**Exercise**
From the first line of the material below to the line containing "use std::time::Duration;", repeat every line exactly and add nothing.

**Entries shown**

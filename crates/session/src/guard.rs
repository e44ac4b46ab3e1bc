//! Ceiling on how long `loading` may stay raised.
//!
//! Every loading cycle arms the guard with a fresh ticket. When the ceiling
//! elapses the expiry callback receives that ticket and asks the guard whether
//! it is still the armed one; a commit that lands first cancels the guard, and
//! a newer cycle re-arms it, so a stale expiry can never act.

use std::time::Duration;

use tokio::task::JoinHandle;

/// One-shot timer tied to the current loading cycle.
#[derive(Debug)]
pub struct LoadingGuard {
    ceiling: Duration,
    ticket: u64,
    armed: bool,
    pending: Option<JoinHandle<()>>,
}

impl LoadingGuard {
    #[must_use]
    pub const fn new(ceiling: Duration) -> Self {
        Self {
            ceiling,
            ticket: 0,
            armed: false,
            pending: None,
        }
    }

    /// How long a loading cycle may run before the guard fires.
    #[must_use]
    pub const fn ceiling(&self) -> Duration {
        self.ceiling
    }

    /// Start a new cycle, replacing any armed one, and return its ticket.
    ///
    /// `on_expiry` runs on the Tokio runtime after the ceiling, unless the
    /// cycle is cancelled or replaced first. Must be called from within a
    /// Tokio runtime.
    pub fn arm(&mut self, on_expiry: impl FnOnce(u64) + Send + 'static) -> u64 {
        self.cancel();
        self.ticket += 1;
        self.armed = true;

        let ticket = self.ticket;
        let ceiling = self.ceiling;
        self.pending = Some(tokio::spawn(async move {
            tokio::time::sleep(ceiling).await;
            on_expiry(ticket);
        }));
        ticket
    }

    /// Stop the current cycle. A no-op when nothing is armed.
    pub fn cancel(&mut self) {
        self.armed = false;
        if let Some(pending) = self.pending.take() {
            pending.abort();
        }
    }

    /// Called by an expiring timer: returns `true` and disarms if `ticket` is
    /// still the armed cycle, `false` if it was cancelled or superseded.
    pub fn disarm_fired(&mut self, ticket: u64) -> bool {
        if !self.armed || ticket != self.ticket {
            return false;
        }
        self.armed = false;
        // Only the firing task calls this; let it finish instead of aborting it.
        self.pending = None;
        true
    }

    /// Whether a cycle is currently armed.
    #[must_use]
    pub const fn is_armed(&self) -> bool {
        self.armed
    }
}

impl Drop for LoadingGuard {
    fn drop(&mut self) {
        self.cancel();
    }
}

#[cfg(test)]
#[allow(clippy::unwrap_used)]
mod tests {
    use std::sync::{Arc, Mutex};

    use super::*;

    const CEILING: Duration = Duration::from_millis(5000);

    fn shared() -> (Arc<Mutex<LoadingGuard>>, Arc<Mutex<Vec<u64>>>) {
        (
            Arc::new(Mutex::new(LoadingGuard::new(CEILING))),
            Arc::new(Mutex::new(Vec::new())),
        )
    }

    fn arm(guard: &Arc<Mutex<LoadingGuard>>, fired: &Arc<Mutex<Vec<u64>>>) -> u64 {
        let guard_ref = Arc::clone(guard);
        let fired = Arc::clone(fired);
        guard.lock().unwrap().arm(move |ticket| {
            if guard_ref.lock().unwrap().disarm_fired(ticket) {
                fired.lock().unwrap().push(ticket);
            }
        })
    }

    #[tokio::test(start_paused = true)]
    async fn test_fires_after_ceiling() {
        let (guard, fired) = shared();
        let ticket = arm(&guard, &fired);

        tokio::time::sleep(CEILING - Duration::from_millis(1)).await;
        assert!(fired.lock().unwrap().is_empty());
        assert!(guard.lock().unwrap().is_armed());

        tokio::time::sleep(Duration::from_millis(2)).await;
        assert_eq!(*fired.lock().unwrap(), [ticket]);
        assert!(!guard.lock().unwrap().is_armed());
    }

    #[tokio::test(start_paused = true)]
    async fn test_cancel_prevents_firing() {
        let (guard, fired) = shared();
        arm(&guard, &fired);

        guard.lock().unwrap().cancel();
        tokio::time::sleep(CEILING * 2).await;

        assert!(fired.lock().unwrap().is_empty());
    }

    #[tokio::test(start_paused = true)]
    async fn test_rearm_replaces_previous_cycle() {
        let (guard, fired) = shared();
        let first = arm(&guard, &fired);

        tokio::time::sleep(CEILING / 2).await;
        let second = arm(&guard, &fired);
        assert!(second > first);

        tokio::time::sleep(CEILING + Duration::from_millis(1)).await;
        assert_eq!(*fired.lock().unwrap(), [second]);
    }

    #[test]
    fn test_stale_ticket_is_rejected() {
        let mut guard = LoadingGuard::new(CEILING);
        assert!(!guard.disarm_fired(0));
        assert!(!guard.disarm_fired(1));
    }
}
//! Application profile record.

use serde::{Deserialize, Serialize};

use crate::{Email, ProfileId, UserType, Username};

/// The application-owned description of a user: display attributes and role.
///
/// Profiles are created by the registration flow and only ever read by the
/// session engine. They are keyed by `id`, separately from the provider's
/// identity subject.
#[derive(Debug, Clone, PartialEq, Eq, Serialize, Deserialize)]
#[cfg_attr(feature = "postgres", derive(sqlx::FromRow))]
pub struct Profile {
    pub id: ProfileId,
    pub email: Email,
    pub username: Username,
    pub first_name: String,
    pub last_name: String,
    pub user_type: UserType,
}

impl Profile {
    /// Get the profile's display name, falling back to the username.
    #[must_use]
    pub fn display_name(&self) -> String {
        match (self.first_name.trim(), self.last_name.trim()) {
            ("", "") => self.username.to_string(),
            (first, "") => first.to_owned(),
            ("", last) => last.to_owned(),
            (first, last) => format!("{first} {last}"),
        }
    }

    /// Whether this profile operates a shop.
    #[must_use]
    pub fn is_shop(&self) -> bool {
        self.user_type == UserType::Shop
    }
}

**Answer area**
filename crates/session/src/guard.rs
repository e44ac4b46ab3e1bc
//! Ceiling on how long `loading` may stay raised.
//!
//! Every loading cycle arms the guard with a fresh ticket. When the ceiling
//! elapses the expiry callback receives that ticket and asks the guard whether
//! it is still the armed one; a commit that lands first cancels the guard, and
//! a newer cycle re-arms it, so a stale expiry can never act.

use std::time::Duration;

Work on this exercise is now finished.